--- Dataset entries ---
▬▬▬▬▬▬▬▬▬▬
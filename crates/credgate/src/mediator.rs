//! The access mediator: the single entry point for grants, revocations, and
//! audited credential access.

use std::sync::atomic::{AtomicU64, Ordering};
use std::sync::{Arc, Mutex, MutexGuard};

use credgate_consent::{ConsentError, ConsentStore, EventBus, IdentityRegistry};
use credgate_core::{
    AccessAttempt, AccessLogEntry, Clock, ConsentKey, ConsentRecord, ConsentStatus,
    CredentialRecord, CredentialType, Event, Hash32, IdentityRecord, Principal, SystemClock,
    Timestamp, REASON_CONSENT_INVALID, REASON_CREDENTIAL_MISSING, REASON_LOOKUP_FAILED,
};
use credgate_store::Store;
use serde::{Deserialize, Serialize};
use tokio::sync::broadcast;

use crate::audit::{AuditLog, ChainStatus};
use crate::config::MediatorConfig;
use crate::error::{MediatorError, Result};
use crate::ledger::{reward_id, IncentiveLedger, PendingReward, RewardStatus};

/// What a successful grant produced.
#[derive(Debug, Clone, PartialEq, Eq, Serialize, Deserialize)]
pub struct GrantReceipt {
    pub key: ConsentKey,
    pub consent: ConsentRecord,
    pub reward: RewardStatus,
}

/// Mediates every interaction between owners, requesters, and the ledger.
///
/// Grants commit the consent before minting the owner's reward; a mint that
/// fails or times out leaves the consent in place and queues the reward.
/// Every `access_data` call appends exactly one audit entry, including the
/// calls that are refused. A refusal is returned as a refusal even when its
/// entry cannot be written; the failed write is logged at `error!`.
pub struct AccessMediator<S: Store, L: IncentiveLedger> {
    registry: IdentityRegistry<S>,
    consents: ConsentStore<S>,
    audit: AuditLog<S>,
    ledger: Arc<L>,
    clock: Arc<dyn Clock>,
    events: EventBus,
    config: MediatorConfig,
    pending: Mutex<Vec<PendingReward>>,
    reward_seq: AtomicU64,
}

impl<S: Store, L: IncentiveLedger> AccessMediator<S, L> {
    /// Create a mediator on the system clock.
    pub fn new(store: S, ledger: L, config: MediatorConfig) -> Self {
        Self::with_clock(store, ledger, config, Arc::new(SystemClock))
    }

    /// Create a mediator on an explicit clock.
    pub fn with_clock(store: S, ledger: L, config: MediatorConfig, clock: Arc<dyn Clock>) -> Self {
        let store = Arc::new(store);
        let events = EventBus::new(config.event_capacity);
        let registry = IdentityRegistry::new(Arc::clone(&store), Arc::clone(&clock), events.clone());
        let consents = ConsentStore::new(registry.clone(), Arc::clone(&clock), events.clone());
        let audit = AuditLog::new(store, events.clone());

        Self {
            registry,
            consents,
            audit,
            ledger: Arc::new(ledger),
            clock,
            events,
            config,
            pending: Mutex::new(Vec::new()),
            reward_seq: AtomicU64::new(0),
        }
    }

    pub fn config(&self) -> &MediatorConfig {
        &self.config
    }

    pub fn ledger(&self) -> &L {
        &self.ledger
    }

    pub fn registry(&self) -> &IdentityRegistry<S> {
        &self.registry
    }

    pub fn consents(&self) -> &ConsentStore<S> {
        &self.consents
    }

    pub fn audit(&self) -> &AuditLog<S> {
        &self.audit
    }

    /// Receive every event emitted from now on.
    pub fn subscribe(&self) -> broadcast::Receiver<Event> {
        self.events.subscribe()
    }

    // ─────────────────────────────────────────────────────────────────────────
    // Registration
    // ─────────────────────────────────────────────────────────────────────────

    pub async fn register(
        &self,
        principal: &Principal,
        id_hash: Hash32,
        email_hash: Hash32,
        secondary_id_hash: Hash32,
    ) -> Result<IdentityRecord> {
        Ok(self
            .registry
            .register(principal, id_hash, email_hash, secondary_id_hash)
            .await?)
    }

    pub async fn store_credential(
        &self,
        principal: &Principal,
        credential_type: &CredentialType,
        credential_hash: Hash32,
    ) -> Result<CredentialRecord> {
        Ok(self
            .registry
            .store_credential(principal, credential_type, credential_hash)
            .await?)
    }

    pub async fn is_registered(&self, principal: &Principal) -> bool {
        self.registry.is_registered(principal).await
    }

    // ─────────────────────────────────────────────────────────────────────────
    // Consent
    // ─────────────────────────────────────────────────────────────────────────

    /// Grant `requester` access to `owner`'s credential until `expiry`, then
    /// reward the owner.
    ///
    /// Renewing an existing grant is a fresh grant and is rewarded again.
    pub async fn grant_and_reward(
        &self,
        owner: &Principal,
        requester: &Principal,
        credential_type: &CredentialType,
        expiry: Timestamp,
    ) -> Result<GrantReceipt> {
        let key = ConsentKey::new(*owner, *requester, *credential_type);
        let consent = self.consents.set_consent(&key, expiry).await?;
        let reward = self.reward(&key, &consent).await;

        Ok(GrantReceipt {
            key,
            consent,
            reward,
        })
    }

    /// Withdraw a grant. Rewards already minted are kept.
    pub async fn revoke(
        &self,
        owner: &Principal,
        requester: &Principal,
        credential_type: &CredentialType,
    ) -> Result<()> {
        let key = ConsentKey::new(*owner, *requester, *credential_type);
        Ok(self.consents.revoke_consent(&key).await?)
    }

    /// Whether `requester` currently holds a valid consent. Logs nothing.
    pub async fn can_access(
        &self,
        owner: &Principal,
        requester: &Principal,
        credential_type: &CredentialType,
    ) -> bool {
        let key = ConsentKey::new(*owner, *requester, *credential_type);
        self.consents.check_consent(&key).await
    }

    pub async fn consent_expiry(
        &self,
        owner: &Principal,
        requester: &Principal,
        credential_type: &CredentialType,
    ) -> Result<Timestamp> {
        let key = ConsentKey::new(*owner, *requester, *credential_type);
        Ok(self.consents.consent_expiry(&key).await?)
    }

    pub async fn consent_status(
        &self,
        owner: &Principal,
        requester: &Principal,
        credential_type: &CredentialType,
    ) -> Result<ConsentStatus> {
        let key = ConsentKey::new(*owner, *requester, *credential_type);
        Ok(self.consents.consent_status(&key).await?)
    }

    // ─────────────────────────────────────────────────────────────────────────
    // Access
    // ─────────────────────────────────────────────────────────────────────────

    /// Release the hash of `owner`'s credential to `requester`.
    ///
    /// Exactly one audit entry is committed per call, before it returns,
    /// unless the store refuses the write. A granted access is only returned
    /// once its entry is stored.
    ///
    /// # Errors
    ///
    /// - `AccessDenied` if no active consent covers the request
    /// - `CredentialNotFound` if consent is valid but the credential is gone
    /// - `Store` if the credential could not be read, or the grant could not
    ///   be logged
    pub async fn access_data(
        &self,
        requester: &Principal,
        owner: &Principal,
        credential_type: &CredentialType,
    ) -> Result<Hash32> {
        let key = ConsentKey::new(*owner, *requester, *credential_type);
        let now = self.clock.now();
        let denied = |reason: &str| {
            AccessAttempt::denied(*owner, *requester, *credential_type, now, reason)
        };

        if !self.consents.check_consent_at(&key, now).await {
            self.record_denial(denied(REASON_CONSENT_INVALID)).await;
            return Err(MediatorError::AccessDenied {
                owner: *owner,
                requester: *requester,
                credential_type: *credential_type,
            });
        }

        let credential = match self.registry.credential(owner, credential_type).await {
            Ok(credential) => credential,
            Err(e) => {
                self.record_denial(denied(REASON_LOOKUP_FAILED)).await;
                return Err(e.into());
            }
        };

        let Some(credential) = credential else {
            self.record_denial(denied(REASON_CREDENTIAL_MISSING)).await;
            return Err(ConsentError::CredentialNotFound {
                owner: *owner,
                credential_type: *credential_type,
            }
            .into());
        };

        self.audit
            .record(AccessAttempt::granted(
                *owner,
                *requester,
                *credential_type,
                credential.credential_hash,
                now,
            ))
            .await?;

        Ok(credential.credential_hash)
    }

    /// Log a refused access. The refusal stands whether or not this succeeds.
    async fn record_denial(&self, attempt: AccessAttempt) {
        let (owner, requester) = (attempt.owner, attempt.requester);
        let reason = attempt.reason.clone();
        if let Err(e) = self.audit.record(attempt).await {
            tracing::error!(
                owner = %owner,
                requester = %requester,
                reason = %reason,
                error = %e,
                "denied access could not be logged"
            );
        }
    }

    // ─────────────────────────────────────────────────────────────────────────
    // Audit Log
    // ─────────────────────────────────────────────────────────────────────────

    pub async fn logs_for_owner(&self, owner: &Principal) -> Result<Vec<AccessLogEntry>> {
        self.audit.logs_for_owner(owner).await
    }

    pub async fn logs_for_requester(&self, requester: &Principal) -> Result<Vec<AccessLogEntry>> {
        self.audit.logs_for_requester(requester).await
    }

    pub async fn log_by_index(&self, index: u64) -> Result<AccessLogEntry> {
        self.audit.log_by_index(index).await
    }

    pub async fn log_count(&self) -> Result<u64> {
        self.audit.log_count().await
    }

    pub async fn verify_chain(&self) -> Result<ChainStatus> {
        self.audit.verify_chain().await
    }

    // ─────────────────────────────────────────────────────────────────────────
    // Rewards
    // ─────────────────────────────────────────────────────────────────────────

    pub async fn balance_of(&self, principal: &Principal) -> Result<u64> {
        Ok(self.ledger.balance_of(principal).await?)
    }

    /// Rewards whose mint failed or timed out, oldest first.
    pub fn pending_rewards(&self) -> Vec<PendingReward> {
        self.pending().clone()
    }

    /// Retry every queued reward. Returns how many were minted; the rest stay
    /// queued.
    pub async fn settle_pending_rewards(&self) -> usize {
        let queued = std::mem::take(&mut *self.pending());
        let mut settled = 0;
        let mut still_pending = Vec::new();

        for mut reward in queued {
            match self.mint(&reward.reward_id, &reward.owner, reward.amount).await {
                Ok(balance) => {
                    settled += 1;
                    self.issued(&reward.owner, reward.amount, balance);
                }
                Err(reason) => {
                    reward.reason = reason;
                    still_pending.push(reward);
                }
            }
        }

        if !still_pending.is_empty() {
            tracing::warn!(remaining = still_pending.len(), "rewards still pending");
            // Keep queue order: retried rewards are older than any queued meanwhile
            let mut pending = self.pending();
            still_pending.append(&mut *pending);
            *pending = still_pending;
        }

        settled
    }

    async fn reward(&self, key: &ConsentKey, consent: &ConsentRecord) -> RewardStatus {
        let owner = &key.owner;
        let amount = self.config.reward_amount;
        let seq = self.reward_seq.fetch_add(1, Ordering::Relaxed);
        let id = reward_id(key, consent, seq);

        match self.mint(&id, owner, amount).await {
            Ok(balance) => {
                self.issued(owner, amount, balance);
                RewardStatus::Issued { amount }
            }
            Err(reason) => {
                tracing::warn!(owner = %owner, amount, reason = %reason, "reward queued");
                self.pending().push(PendingReward {
                    reward_id: id,
                    owner: *owner,
                    amount,
                    reason: reason.clone(),
                    queued_at: self.clock.now(),
                });
                self.events.emit(Event::RewardPending {
                    owner: *owner,
                    amount,
                    reason: reason.clone(),
                });
                RewardStatus::Pending { reason }
            }
        }
    }

    /// Mint with the configured timeout. Errors are flattened to a reason.
    ///
    /// A timed-out mint may still land; retries reuse `reward_id` so the
    /// ledger can tell.
    async fn mint(
        &self,
        reward_id: &Hash32,
        owner: &Principal,
        amount: u64,
    ) -> std::result::Result<u64, String> {
        let timeout = self.config.mint_timeout();
        match tokio::time::timeout(timeout, self.ledger.mint(reward_id, owner, amount)).await {
            Ok(Ok(balance)) => Ok(balance),
            Ok(Err(e)) => Err(e.to_string()),
            Err(_) => Err(format!("mint timed out after {}ms", timeout.as_millis())),
        }
    }

    fn issued(&self, owner: &Principal, amount: u64, balance: u64) {
        tracing::info!(owner = %owner, amount, balance, "reward issued");
        self.events.emit(Event::RewardIssued {
            owner: *owner,
            amount,
        });
    }

    fn pending(&self) -> MutexGuard<'_, Vec<PendingReward>> {
        // A panic mid-push cannot leave the queue half-written
        self.pending.lock().unwrap_or_else(|e| e.into_inner())
    }
}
▬▬▬▬▬▬▬▬▬▬
Pull out all lines from the entries above in which the word "granted" appears.

--- Result of the exercise ---
    /// unless the store refuses the write. A granted access is only returned
            .record(AccessAttempt::granted(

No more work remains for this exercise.